▶ _Collected data entries_
—————

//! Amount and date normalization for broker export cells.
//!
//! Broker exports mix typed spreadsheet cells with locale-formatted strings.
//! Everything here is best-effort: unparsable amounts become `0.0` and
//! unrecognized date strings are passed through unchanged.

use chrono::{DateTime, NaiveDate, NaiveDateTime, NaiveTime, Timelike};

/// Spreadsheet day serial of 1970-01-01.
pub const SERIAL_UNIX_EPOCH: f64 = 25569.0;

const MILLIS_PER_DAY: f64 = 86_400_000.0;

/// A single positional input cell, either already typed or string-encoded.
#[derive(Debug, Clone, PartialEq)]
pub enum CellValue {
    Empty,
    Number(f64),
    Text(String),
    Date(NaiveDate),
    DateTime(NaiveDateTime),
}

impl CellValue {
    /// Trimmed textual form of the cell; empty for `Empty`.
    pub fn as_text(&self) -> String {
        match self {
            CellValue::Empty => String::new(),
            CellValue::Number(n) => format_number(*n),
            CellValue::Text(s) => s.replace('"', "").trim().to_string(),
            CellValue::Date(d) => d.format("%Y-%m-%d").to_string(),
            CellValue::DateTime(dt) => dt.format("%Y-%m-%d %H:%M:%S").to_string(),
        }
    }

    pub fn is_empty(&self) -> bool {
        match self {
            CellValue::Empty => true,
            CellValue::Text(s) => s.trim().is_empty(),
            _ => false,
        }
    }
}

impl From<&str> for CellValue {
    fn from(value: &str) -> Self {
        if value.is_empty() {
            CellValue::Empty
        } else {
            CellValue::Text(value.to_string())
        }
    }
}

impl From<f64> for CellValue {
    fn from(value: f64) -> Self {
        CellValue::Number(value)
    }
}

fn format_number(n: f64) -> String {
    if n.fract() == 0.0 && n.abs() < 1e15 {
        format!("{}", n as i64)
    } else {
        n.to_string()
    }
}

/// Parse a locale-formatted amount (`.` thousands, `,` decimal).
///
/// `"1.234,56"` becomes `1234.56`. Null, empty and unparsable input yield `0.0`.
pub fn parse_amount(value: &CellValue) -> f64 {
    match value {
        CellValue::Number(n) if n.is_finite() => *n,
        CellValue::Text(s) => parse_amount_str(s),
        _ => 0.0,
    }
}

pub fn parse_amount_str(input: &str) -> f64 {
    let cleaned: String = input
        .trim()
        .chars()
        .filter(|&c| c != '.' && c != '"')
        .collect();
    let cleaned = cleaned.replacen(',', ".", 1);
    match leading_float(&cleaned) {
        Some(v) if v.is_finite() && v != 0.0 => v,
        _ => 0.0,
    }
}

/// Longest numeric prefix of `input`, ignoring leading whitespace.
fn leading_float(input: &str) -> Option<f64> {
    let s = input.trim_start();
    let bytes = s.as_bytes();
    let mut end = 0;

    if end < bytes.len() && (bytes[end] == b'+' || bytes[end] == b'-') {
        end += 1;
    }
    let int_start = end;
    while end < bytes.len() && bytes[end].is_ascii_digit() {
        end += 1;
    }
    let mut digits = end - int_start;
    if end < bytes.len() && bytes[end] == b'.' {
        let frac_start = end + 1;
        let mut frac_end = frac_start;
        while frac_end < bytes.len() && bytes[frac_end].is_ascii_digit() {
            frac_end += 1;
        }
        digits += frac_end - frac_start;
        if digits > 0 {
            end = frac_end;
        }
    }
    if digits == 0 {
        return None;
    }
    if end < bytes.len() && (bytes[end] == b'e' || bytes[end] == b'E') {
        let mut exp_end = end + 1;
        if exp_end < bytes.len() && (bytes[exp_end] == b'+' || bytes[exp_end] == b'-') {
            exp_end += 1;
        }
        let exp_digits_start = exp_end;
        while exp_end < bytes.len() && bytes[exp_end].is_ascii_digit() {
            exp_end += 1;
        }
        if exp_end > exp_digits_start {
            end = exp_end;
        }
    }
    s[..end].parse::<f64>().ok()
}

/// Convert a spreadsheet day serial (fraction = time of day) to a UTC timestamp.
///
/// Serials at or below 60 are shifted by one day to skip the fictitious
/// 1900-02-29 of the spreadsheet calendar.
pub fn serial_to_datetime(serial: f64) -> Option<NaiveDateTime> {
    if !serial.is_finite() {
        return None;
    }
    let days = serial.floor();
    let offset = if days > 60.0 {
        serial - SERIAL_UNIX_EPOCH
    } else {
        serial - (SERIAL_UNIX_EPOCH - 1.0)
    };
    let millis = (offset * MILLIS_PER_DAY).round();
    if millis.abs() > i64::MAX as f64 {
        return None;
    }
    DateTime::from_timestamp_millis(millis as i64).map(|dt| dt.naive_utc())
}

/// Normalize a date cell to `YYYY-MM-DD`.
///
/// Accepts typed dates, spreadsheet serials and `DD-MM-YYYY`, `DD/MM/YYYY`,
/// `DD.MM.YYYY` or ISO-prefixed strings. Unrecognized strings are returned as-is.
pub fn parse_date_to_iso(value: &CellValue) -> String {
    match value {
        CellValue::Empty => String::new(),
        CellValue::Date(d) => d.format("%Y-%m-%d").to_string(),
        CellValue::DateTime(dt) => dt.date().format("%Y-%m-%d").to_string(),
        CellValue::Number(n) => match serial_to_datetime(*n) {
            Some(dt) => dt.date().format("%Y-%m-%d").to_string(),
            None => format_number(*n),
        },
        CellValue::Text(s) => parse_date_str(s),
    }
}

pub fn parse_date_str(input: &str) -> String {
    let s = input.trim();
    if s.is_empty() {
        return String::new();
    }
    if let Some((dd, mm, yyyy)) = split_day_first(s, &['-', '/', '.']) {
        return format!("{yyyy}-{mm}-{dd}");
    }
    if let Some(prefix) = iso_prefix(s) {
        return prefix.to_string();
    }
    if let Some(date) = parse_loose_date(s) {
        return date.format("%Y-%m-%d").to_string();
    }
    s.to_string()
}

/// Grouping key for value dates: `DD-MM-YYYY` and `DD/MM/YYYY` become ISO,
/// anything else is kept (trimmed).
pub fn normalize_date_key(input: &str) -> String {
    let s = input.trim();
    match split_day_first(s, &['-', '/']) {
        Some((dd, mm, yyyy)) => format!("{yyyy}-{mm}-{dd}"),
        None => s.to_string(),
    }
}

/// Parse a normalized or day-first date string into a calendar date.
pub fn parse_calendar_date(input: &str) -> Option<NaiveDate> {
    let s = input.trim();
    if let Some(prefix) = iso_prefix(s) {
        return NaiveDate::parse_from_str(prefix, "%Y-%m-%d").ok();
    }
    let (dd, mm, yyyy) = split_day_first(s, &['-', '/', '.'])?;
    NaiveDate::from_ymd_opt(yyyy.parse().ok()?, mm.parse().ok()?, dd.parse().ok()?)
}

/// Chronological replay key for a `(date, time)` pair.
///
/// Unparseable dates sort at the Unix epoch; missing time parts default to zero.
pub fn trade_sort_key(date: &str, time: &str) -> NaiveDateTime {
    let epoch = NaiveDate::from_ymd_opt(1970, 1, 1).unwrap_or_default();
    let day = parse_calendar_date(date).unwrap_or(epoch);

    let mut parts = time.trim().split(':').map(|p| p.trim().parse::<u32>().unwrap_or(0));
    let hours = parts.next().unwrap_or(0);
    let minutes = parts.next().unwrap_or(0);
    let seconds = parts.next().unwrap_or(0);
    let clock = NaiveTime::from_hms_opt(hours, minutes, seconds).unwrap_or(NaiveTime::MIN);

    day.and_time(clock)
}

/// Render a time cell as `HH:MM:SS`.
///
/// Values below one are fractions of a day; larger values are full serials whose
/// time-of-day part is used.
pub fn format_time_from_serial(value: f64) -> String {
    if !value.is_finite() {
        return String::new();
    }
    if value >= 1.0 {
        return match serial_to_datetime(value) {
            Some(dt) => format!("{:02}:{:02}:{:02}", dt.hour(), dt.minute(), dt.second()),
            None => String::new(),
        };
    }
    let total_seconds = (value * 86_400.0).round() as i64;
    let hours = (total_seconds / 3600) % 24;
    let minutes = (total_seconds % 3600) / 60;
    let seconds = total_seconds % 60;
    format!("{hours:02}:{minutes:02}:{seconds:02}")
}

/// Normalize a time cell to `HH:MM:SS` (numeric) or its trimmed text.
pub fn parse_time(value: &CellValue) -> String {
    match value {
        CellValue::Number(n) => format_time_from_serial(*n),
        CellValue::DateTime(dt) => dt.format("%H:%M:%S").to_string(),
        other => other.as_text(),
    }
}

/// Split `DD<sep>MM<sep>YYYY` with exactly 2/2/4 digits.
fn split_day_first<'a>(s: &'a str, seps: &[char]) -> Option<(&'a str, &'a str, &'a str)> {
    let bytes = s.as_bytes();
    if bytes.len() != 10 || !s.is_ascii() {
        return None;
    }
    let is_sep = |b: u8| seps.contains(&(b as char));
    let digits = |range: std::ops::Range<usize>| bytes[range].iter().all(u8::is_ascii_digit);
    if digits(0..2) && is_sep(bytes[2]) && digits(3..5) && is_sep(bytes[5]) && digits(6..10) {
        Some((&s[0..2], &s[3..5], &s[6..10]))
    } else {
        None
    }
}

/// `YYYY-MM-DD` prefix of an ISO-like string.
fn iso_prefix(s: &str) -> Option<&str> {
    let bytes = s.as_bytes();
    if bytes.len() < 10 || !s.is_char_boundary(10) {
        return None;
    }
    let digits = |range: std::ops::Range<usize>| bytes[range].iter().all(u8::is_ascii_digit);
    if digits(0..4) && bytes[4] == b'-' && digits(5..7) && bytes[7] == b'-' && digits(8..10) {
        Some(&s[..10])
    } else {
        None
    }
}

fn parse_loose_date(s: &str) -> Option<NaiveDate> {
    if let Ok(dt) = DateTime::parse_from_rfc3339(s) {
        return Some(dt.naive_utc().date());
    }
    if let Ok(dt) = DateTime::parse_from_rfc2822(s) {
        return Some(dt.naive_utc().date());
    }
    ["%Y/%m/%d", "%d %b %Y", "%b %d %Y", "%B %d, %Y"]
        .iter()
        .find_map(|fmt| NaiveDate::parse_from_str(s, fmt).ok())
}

—————

In the entries above, please find the line with "default to zero." and the line with "let minutes = parts.next().unwrap_or(0);", then write out exactly those two lines and every line between them, and nothing more.

▶ _Answer to this task_
/// Unparseable dates sort at the Unix epoch; missing time parts default to zero.
pub fn trade_sort_key(date: &str, time: &str) -> NaiveDateTime {
    let epoch = NaiveDate::from_ymd_opt(1970, 1, 1).unwrap_or_default();
    let day = parse_calendar_date(date).unwrap_or(epoch);

    let mut parts = time.trim().split(':').map(|p| p.trim().parse::<u32>().unwrap_or(0));
    let hours = parts.next().unwrap_or(0);
    let minutes = parts.next().unwrap_or(0);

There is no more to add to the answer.